Retype everything in the listing, leaving each line exactly as it is.

^^^^^^^^^^^^^^^^

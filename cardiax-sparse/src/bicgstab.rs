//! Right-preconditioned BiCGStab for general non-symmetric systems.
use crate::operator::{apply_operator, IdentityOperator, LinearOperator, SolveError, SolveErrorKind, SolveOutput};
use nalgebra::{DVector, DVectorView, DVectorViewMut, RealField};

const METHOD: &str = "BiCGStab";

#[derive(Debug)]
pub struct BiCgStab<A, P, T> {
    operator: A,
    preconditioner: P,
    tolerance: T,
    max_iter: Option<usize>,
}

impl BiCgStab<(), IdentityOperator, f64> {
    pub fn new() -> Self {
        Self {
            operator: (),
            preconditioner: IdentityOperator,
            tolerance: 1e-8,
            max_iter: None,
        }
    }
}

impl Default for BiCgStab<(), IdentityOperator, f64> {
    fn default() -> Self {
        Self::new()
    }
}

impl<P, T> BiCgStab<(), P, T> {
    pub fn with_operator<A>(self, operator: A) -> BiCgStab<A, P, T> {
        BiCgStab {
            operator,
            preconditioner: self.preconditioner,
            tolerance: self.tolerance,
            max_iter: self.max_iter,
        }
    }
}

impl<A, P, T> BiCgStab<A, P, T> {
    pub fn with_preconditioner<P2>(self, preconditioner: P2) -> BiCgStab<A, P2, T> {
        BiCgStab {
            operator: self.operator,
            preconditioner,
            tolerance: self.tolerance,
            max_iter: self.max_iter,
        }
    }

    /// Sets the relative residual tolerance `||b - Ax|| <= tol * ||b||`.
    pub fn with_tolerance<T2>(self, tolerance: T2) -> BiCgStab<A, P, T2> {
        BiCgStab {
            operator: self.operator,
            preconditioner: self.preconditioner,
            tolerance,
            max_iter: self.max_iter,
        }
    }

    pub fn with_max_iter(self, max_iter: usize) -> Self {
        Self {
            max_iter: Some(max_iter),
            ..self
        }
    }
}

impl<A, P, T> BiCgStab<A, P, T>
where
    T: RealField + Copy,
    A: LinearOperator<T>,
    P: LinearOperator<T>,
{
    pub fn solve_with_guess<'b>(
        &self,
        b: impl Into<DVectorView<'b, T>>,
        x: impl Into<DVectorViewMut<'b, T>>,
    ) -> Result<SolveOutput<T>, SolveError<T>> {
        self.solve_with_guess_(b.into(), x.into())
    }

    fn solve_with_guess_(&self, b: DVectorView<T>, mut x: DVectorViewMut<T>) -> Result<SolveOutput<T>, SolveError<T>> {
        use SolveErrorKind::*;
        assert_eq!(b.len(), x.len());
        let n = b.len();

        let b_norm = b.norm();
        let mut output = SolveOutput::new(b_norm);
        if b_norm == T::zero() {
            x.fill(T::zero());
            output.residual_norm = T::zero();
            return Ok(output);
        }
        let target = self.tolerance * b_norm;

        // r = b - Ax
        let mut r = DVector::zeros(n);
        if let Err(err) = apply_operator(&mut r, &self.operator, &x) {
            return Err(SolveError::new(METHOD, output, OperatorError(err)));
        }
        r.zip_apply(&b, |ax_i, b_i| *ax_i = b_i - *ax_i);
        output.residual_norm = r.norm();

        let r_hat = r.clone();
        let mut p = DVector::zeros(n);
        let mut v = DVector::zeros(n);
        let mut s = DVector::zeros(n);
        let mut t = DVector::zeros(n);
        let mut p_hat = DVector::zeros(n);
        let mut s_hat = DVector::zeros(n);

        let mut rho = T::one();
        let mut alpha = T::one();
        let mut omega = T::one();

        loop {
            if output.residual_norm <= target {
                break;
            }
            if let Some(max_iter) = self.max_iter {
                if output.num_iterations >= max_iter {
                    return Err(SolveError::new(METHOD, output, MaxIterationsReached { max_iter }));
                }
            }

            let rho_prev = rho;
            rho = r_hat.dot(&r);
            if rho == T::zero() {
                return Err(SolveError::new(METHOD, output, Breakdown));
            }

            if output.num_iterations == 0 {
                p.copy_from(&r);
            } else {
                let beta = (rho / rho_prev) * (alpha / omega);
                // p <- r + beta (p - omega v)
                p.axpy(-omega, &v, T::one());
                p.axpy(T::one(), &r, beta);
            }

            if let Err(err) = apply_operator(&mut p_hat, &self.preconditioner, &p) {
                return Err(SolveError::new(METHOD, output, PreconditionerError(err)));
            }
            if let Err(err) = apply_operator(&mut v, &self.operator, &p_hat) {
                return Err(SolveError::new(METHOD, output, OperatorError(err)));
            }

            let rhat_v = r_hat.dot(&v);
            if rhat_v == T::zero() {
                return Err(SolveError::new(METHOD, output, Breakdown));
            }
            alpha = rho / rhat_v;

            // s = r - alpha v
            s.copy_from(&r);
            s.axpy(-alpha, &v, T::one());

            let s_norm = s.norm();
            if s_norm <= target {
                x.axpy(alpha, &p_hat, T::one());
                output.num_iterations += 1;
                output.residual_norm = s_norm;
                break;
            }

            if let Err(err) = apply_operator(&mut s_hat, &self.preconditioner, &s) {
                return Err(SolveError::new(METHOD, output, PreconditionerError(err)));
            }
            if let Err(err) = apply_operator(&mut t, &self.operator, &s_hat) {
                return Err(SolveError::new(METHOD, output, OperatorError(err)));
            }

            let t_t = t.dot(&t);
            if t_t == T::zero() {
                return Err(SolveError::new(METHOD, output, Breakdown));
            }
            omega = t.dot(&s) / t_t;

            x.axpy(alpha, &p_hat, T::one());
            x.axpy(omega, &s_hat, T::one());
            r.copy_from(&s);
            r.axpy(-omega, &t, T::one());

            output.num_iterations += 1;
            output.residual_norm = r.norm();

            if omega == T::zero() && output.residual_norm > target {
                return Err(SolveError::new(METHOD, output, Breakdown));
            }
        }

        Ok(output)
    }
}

^^^^^^^^^^^^^^^^

== Task response ==
filename cardiax-sparse/src/bicgstab.rs
//! Right-preconditioned BiCGStab for general non-symmetric systems.
use crate::operator::{apply_operator, IdentityOperator, LinearOperator, SolveError, SolveErrorKind, SolveOutput};
use nalgebra::{DVector, DVectorView, DVectorViewMut, RealField};

const METHOD: &str = "BiCGStab";

#[derive(Debug)]
pub struct BiCgStab<A, P, T> {
    operator: A,
    preconditioner: P,
    tolerance: T,
    max_iter: Option<usize>,
}

impl BiCgStab<(), IdentityOperator, f64> {
    pub fn new() -> Self {
        Self {
            operator: (),
            preconditioner: IdentityOperator,
            tolerance: 1e-8,
            max_iter: None,
        }
    }
}

impl Default for BiCgStab<(), IdentityOperator, f64> {
    fn default() -> Self {
        Self::new()
    }
}

impl<P, T> BiCgStab<(), P, T> {
    pub fn with_operator<A>(self, operator: A) -> BiCgStab<A, P, T> {
        BiCgStab {
            operator,
            preconditioner: self.preconditioner,
            tolerance: self.tolerance,
            max_iter: self.max_iter,
        }
    }
}

impl<A, P, T> BiCgStab<A, P, T> {
    pub fn with_preconditioner<P2>(self, preconditioner: P2) -> BiCgStab<A, P2, T> {
        BiCgStab {
            operator: self.operator,
            preconditioner,
            tolerance: self.tolerance,
            max_iter: self.max_iter,
        }
    }

    /// Sets the relative residual tolerance `||b - Ax|| <= tol * ||b||`.
    pub fn with_tolerance<T2>(self, tolerance: T2) -> BiCgStab<A, P, T2> {
        BiCgStab {
            operator: self.operator,
            preconditioner: self.preconditioner,
            tolerance,
            max_iter: self.max_iter,
        }
    }

    pub fn with_max_iter(self, max_iter: usize) -> Self {
        Self {
            max_iter: Some(max_iter),
            ..self
        }
    }
}

impl<A, P, T> BiCgStab<A, P, T>
where
    T: RealField + Copy,
    A: LinearOperator<T>,
    P: LinearOperator<T>,
{
    pub fn solve_with_guess<'b>(
        &self,
        b: impl Into<DVectorView<'b, T>>,
        x: impl Into<DVectorViewMut<'b, T>>,
    ) -> Result<SolveOutput<T>, SolveError<T>> {
        self.solve_with_guess_(b.into(), x.into())
    }

    fn solve_with_guess_(&self, b: DVectorView<T>, mut x: DVectorViewMut<T>) -> Result<SolveOutput<T>, SolveError<T>> {
        use SolveErrorKind::*;
        assert_eq!(b.len(), x.len());
        let n = b.len();

        let b_norm = b.norm();
        let mut output = SolveOutput::new(b_norm);
        if b_norm == T::zero() {
            x.fill(T::zero());
            output.residual_norm = T::zero();
            return Ok(output);
        }
        let target = self.tolerance * b_norm;

        // r = b - Ax
        let mut r = DVector::zeros(n);
        if let Err(err) = apply_operator(&mut r, &self.operator, &x) {
            return Err(SolveError::new(METHOD, output, OperatorError(err)));
        }
        r.zip_apply(&b, |ax_i, b_i| *ax_i = b_i - *ax_i);
        output.residual_norm = r.norm();

        let r_hat = r.clone();
        let mut p = DVector::zeros(n);
        let mut v = DVector::zeros(n);
        let mut s = DVector::zeros(n);
        let mut t = DVector::zeros(n);
        let mut p_hat = DVector::zeros(n);
        let mut s_hat = DVector::zeros(n);

        let mut rho = T::one();
        let mut alpha = T::one();
        let mut omega = T::one();

        loop {
            if output.residual_norm <= target {
                break;
            }
            if let Some(max_iter) = self.max_iter {
                if output.num_iterations >= max_iter {
                    return Err(SolveError::new(METHOD, output, MaxIterationsReached { max_iter }));
                }
            }

            let rho_prev = rho;
            rho = r_hat.dot(&r);
            if rho == T::zero() {
                return Err(SolveError::new(METHOD, output, Breakdown));
            }

            if output.num_iterations == 0 {
                p.copy_from(&r);
            } else {
                let beta = (rho / rho_prev) * (alpha / omega);
                // p <- r + beta (p - omega v)
                p.axpy(-omega, &v, T::one());
                p.axpy(T::one(), &r, beta);
            }

            if let Err(err) = apply_operator(&mut p_hat, &self.preconditioner, &p) {
                return Err(SolveError::new(METHOD, output, PreconditionerError(err)));
            }
            if let Err(err) = apply_operator(&mut v, &self.operator, &p_hat) {
                return Err(SolveError::new(METHOD, output, OperatorError(err)));
            }

            let rhat_v = r_hat.dot(&v);
            if rhat_v == T::zero() {
                return Err(SolveError::new(METHOD, output, Breakdown));
            }
            alpha = rho / rhat_v;

            // s = r - alpha v
            s.copy_from(&r);
            s.axpy(-alpha, &v, T::one());

            let s_norm = s.norm();
            if s_norm <= target {
                x.axpy(alpha, &p_hat, T::one());
                output.num_iterations += 1;
                output.residual_norm = s_norm;
                break;
            }

            if let Err(err) = apply_operator(&mut s_hat, &self.preconditioner, &s) {
                return Err(SolveError::new(METHOD, output, PreconditionerError(err)));
            }
            if let Err(err) = apply_operator(&mut t, &self.operator, &s_hat) {
                return Err(SolveError::new(METHOD, output, OperatorError(err)));
            }

            let t_t = t.dot(&t);
            if t_t == T::zero() {
                return Err(SolveError::new(METHOD, output, Breakdown));
            }
            omega = t.dot(&s) / t_t;

            x.axpy(alpha, &p_hat, T::one());
            x.axpy(omega, &s_hat, T::one());
            r.copy_from(&s);
            r.axpy(-omega, &t, T::one());

            output.num_iterations += 1;
            output.residual_norm = r.norm();

            if omega == T::zero() && output.residual_norm > target {
                return Err(SolveError::new(METHOD, output, Breakdown));
            }
        }

        Ok(output)
    }
}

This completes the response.